◆ Input for this task
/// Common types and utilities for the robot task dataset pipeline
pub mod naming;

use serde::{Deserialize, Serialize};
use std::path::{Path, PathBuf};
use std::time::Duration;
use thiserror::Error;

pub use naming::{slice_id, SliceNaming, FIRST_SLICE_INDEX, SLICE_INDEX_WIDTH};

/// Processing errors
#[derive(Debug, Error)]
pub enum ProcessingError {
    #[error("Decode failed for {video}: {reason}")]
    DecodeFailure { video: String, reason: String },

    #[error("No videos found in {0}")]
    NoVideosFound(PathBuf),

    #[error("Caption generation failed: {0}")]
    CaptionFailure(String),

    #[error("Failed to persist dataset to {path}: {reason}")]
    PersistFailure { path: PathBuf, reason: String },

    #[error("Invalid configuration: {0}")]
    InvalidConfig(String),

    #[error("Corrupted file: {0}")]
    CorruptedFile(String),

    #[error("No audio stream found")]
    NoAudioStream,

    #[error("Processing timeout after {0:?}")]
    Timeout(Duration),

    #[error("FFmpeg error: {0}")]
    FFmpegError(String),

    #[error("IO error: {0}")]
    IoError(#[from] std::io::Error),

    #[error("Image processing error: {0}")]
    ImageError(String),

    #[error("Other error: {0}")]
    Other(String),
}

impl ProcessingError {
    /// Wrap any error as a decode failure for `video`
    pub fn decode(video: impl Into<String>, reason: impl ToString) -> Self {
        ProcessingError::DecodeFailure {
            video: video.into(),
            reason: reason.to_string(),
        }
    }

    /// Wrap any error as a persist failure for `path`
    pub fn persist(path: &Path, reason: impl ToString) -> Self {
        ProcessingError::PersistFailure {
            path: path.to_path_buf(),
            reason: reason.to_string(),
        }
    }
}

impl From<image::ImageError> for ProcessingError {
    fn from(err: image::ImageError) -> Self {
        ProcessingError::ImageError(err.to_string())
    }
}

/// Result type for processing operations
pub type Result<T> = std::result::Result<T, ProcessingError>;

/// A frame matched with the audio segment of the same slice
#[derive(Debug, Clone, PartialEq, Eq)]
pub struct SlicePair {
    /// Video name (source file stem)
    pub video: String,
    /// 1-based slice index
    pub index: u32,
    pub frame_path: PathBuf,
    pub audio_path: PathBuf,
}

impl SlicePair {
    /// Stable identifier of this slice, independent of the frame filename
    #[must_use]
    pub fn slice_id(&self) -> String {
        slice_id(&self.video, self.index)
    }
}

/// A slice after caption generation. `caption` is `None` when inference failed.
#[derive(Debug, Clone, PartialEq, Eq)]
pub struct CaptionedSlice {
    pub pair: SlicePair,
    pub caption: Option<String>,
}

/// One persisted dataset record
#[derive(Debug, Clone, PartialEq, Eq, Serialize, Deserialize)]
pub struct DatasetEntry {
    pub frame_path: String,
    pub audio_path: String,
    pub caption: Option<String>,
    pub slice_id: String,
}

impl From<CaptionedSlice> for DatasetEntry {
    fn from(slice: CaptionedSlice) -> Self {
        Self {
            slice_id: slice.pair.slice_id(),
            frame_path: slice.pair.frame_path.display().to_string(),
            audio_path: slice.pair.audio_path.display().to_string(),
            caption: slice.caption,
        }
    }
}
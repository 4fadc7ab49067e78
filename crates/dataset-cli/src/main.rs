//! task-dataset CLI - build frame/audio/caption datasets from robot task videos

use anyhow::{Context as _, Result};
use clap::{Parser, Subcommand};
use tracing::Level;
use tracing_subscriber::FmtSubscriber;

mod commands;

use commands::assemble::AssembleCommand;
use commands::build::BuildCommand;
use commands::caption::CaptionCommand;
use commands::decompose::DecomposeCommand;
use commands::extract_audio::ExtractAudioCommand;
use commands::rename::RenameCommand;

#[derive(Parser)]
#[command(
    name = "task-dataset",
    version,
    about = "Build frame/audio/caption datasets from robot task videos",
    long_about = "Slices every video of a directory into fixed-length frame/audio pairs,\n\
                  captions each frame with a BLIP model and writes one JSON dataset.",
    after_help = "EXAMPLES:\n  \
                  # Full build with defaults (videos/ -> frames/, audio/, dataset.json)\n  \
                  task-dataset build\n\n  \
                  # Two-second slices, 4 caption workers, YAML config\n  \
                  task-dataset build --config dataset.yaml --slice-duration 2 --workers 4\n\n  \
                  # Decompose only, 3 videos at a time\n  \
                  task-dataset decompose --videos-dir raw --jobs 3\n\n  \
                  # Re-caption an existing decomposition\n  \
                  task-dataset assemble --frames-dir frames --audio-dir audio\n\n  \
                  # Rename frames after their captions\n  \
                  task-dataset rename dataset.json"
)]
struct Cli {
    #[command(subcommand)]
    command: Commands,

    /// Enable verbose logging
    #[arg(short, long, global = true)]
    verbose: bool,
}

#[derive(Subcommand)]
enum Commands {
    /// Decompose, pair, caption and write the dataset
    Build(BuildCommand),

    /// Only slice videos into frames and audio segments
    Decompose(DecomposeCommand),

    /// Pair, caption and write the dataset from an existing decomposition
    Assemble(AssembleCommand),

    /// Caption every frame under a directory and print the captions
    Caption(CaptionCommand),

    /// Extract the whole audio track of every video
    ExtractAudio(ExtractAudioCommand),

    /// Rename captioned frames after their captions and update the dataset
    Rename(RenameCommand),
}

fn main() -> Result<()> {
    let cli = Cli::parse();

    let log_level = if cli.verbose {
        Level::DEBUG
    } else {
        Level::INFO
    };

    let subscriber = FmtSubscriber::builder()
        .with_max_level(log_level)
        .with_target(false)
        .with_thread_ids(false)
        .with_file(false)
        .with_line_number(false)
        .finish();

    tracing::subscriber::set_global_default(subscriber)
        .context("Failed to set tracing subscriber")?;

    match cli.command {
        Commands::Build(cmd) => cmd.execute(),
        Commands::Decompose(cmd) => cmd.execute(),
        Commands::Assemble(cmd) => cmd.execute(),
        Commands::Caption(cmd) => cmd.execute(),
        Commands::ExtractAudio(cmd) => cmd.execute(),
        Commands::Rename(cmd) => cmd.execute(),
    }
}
* * *
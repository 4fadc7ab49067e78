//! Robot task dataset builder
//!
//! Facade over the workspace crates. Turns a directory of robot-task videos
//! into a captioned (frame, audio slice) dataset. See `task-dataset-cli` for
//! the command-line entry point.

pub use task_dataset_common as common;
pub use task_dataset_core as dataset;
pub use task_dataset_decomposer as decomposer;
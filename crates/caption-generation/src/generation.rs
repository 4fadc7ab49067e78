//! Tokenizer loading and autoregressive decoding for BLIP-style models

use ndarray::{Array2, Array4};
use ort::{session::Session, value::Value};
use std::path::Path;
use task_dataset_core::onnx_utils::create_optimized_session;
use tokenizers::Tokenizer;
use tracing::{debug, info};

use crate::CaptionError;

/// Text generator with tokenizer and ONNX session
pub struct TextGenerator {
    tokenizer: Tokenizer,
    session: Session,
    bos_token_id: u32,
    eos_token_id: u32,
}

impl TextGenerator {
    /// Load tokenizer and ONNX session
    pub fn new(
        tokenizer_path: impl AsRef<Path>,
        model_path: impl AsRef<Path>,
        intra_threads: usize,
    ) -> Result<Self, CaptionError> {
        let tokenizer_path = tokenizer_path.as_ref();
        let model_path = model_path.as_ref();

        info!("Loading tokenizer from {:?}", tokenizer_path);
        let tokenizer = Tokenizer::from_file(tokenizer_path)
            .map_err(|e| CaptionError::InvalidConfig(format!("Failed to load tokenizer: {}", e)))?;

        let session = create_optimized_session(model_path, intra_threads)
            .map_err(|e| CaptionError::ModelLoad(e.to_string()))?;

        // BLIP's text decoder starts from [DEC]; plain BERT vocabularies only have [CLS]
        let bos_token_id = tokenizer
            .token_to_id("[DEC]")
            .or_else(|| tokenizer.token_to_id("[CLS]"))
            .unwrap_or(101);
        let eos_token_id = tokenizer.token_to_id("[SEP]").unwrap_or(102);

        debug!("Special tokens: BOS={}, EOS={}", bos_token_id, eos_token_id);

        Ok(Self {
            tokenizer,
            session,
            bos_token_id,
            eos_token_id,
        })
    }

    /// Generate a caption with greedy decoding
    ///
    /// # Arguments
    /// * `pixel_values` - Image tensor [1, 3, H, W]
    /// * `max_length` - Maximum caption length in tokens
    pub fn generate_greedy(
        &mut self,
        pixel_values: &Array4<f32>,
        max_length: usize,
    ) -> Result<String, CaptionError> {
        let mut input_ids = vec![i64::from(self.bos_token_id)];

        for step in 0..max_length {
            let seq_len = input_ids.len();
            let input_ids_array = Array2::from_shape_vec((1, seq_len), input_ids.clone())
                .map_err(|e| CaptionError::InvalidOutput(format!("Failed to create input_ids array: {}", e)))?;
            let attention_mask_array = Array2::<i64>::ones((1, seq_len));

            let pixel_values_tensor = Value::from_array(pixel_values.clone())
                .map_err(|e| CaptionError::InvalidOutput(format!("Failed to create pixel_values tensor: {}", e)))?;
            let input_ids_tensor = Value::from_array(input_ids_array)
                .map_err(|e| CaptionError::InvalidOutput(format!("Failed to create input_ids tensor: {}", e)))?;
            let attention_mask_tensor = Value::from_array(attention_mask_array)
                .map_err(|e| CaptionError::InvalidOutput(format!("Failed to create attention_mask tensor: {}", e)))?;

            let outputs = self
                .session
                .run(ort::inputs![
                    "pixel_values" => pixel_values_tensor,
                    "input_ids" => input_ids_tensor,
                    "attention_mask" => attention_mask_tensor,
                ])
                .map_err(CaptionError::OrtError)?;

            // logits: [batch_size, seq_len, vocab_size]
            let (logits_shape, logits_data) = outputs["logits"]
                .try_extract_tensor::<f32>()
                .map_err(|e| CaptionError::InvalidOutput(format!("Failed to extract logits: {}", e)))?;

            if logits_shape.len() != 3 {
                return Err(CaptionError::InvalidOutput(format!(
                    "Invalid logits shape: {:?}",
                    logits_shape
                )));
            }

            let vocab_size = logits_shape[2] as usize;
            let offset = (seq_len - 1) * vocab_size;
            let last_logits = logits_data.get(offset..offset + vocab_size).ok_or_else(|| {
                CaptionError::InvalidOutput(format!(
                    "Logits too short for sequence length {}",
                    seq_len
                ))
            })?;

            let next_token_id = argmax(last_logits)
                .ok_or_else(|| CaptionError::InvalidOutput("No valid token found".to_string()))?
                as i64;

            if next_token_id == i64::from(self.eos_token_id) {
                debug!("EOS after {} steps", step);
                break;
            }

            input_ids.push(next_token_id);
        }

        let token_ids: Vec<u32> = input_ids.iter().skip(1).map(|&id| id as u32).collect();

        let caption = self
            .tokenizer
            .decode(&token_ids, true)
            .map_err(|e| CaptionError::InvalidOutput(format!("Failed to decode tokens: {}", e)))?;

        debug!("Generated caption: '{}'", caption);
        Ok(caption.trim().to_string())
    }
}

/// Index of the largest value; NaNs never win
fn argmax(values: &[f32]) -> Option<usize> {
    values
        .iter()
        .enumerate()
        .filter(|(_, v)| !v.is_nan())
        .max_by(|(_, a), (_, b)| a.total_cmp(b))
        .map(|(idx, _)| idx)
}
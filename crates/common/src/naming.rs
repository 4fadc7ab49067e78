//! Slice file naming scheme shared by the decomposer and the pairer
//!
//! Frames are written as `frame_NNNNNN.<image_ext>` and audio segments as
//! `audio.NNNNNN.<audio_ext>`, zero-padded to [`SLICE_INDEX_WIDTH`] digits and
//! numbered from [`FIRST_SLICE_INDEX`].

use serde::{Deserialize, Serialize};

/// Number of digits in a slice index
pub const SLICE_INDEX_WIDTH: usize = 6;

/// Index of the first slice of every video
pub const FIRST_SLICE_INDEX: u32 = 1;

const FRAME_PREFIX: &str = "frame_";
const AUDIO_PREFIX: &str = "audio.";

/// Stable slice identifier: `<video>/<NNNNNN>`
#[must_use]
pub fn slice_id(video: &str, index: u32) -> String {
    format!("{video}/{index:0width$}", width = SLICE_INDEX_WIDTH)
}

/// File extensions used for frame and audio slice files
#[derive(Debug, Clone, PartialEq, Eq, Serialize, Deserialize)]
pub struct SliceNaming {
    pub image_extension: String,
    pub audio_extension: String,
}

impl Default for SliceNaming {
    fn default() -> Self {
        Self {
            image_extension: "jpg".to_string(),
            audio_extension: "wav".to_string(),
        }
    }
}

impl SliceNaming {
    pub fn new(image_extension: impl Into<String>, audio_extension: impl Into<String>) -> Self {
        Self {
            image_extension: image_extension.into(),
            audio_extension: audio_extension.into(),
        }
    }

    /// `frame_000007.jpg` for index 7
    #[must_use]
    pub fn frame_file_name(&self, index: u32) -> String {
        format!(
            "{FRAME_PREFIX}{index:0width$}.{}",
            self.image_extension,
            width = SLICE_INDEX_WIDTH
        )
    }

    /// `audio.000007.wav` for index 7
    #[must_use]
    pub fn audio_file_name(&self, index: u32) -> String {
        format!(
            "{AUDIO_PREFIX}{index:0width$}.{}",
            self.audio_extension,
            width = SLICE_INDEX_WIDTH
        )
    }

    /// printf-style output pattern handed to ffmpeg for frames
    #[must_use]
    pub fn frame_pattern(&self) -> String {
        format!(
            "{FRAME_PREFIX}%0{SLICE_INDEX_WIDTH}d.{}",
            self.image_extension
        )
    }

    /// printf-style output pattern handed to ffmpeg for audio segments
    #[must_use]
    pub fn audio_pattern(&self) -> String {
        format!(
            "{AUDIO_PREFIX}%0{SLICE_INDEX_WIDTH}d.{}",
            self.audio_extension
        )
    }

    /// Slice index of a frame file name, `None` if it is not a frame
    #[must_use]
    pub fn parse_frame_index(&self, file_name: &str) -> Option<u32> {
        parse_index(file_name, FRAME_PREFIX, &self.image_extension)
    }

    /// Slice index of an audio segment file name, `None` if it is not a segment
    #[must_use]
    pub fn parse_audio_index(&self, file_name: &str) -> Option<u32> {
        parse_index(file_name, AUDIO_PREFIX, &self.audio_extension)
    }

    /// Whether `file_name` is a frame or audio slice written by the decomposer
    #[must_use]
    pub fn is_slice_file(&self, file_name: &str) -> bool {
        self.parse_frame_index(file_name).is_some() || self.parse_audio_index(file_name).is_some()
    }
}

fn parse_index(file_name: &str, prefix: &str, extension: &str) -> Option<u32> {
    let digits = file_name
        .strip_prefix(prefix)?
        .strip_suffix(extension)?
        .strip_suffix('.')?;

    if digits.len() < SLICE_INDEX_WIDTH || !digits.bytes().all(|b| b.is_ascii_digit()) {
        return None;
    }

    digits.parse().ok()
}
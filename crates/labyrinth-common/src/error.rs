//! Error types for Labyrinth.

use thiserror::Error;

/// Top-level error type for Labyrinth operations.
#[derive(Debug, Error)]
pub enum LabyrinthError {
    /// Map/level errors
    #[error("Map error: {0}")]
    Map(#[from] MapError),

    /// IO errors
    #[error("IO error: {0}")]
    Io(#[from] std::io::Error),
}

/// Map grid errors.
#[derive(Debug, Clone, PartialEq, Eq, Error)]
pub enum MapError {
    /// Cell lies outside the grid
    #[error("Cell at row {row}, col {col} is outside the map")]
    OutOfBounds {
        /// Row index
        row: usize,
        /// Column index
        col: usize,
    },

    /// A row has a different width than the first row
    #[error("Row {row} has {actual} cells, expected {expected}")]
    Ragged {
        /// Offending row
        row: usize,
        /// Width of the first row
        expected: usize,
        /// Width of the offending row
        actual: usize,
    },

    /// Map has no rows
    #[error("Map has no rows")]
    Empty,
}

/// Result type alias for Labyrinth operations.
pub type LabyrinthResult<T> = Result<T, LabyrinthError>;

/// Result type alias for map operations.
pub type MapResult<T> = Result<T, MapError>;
---
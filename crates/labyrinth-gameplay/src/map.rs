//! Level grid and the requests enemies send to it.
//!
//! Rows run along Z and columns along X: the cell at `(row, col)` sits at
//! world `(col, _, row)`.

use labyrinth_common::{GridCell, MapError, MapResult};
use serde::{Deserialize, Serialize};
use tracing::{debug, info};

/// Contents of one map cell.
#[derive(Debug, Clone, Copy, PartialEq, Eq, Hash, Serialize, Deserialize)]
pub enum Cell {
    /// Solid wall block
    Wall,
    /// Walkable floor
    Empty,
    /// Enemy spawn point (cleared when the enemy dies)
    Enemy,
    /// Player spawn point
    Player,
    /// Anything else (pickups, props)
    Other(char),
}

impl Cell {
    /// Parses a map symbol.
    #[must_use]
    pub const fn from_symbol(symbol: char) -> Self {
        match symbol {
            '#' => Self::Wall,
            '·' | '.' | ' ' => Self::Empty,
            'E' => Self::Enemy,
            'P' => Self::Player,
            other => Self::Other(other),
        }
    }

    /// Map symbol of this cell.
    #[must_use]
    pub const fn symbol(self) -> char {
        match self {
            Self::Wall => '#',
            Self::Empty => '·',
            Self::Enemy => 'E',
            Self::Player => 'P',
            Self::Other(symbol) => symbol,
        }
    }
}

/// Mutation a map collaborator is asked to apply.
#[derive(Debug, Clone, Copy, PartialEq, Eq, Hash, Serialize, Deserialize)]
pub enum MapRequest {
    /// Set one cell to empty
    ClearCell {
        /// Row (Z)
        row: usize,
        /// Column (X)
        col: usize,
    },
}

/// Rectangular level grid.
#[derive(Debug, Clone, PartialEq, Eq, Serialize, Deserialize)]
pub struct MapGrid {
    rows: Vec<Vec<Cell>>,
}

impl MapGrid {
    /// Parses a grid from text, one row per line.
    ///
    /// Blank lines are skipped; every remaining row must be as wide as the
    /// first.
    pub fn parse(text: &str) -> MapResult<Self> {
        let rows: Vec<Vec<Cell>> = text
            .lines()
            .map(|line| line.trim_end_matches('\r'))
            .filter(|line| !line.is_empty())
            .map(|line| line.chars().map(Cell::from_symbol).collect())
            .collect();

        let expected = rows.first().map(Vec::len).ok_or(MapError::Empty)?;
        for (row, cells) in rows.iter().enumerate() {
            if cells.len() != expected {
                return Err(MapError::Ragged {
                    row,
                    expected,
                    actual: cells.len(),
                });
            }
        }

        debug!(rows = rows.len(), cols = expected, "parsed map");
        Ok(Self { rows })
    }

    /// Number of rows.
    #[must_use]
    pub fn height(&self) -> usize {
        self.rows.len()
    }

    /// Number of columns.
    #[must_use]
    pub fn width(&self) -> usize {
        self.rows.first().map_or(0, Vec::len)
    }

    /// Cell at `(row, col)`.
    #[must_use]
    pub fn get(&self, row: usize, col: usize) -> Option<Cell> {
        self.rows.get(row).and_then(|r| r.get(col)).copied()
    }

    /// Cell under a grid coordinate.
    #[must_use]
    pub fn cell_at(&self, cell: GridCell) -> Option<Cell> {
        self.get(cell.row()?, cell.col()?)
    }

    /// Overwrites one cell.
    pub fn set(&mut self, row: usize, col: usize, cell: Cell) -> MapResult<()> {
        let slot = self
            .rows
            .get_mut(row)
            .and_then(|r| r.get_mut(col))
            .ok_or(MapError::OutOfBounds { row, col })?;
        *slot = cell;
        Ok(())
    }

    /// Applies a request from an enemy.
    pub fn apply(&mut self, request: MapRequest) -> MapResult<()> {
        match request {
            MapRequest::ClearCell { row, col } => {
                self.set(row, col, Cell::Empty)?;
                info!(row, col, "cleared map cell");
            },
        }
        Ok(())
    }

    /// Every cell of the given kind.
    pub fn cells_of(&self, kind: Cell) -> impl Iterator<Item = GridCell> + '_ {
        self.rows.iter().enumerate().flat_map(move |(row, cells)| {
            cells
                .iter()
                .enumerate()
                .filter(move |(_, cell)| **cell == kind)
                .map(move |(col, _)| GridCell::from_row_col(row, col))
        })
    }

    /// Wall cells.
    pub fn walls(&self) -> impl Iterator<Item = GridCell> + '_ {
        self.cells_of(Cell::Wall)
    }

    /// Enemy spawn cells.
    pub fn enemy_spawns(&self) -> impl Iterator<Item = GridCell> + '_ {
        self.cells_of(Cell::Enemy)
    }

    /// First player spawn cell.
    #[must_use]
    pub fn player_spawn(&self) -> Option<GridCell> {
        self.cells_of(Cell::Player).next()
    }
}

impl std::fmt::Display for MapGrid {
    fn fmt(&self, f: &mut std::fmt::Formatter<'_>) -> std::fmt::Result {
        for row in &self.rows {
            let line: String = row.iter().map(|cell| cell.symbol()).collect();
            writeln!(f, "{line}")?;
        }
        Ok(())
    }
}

◆ Task objective
Provide the count of lines in the records above that hold the word "ProcessingError", with no other text.

◆ Written response
7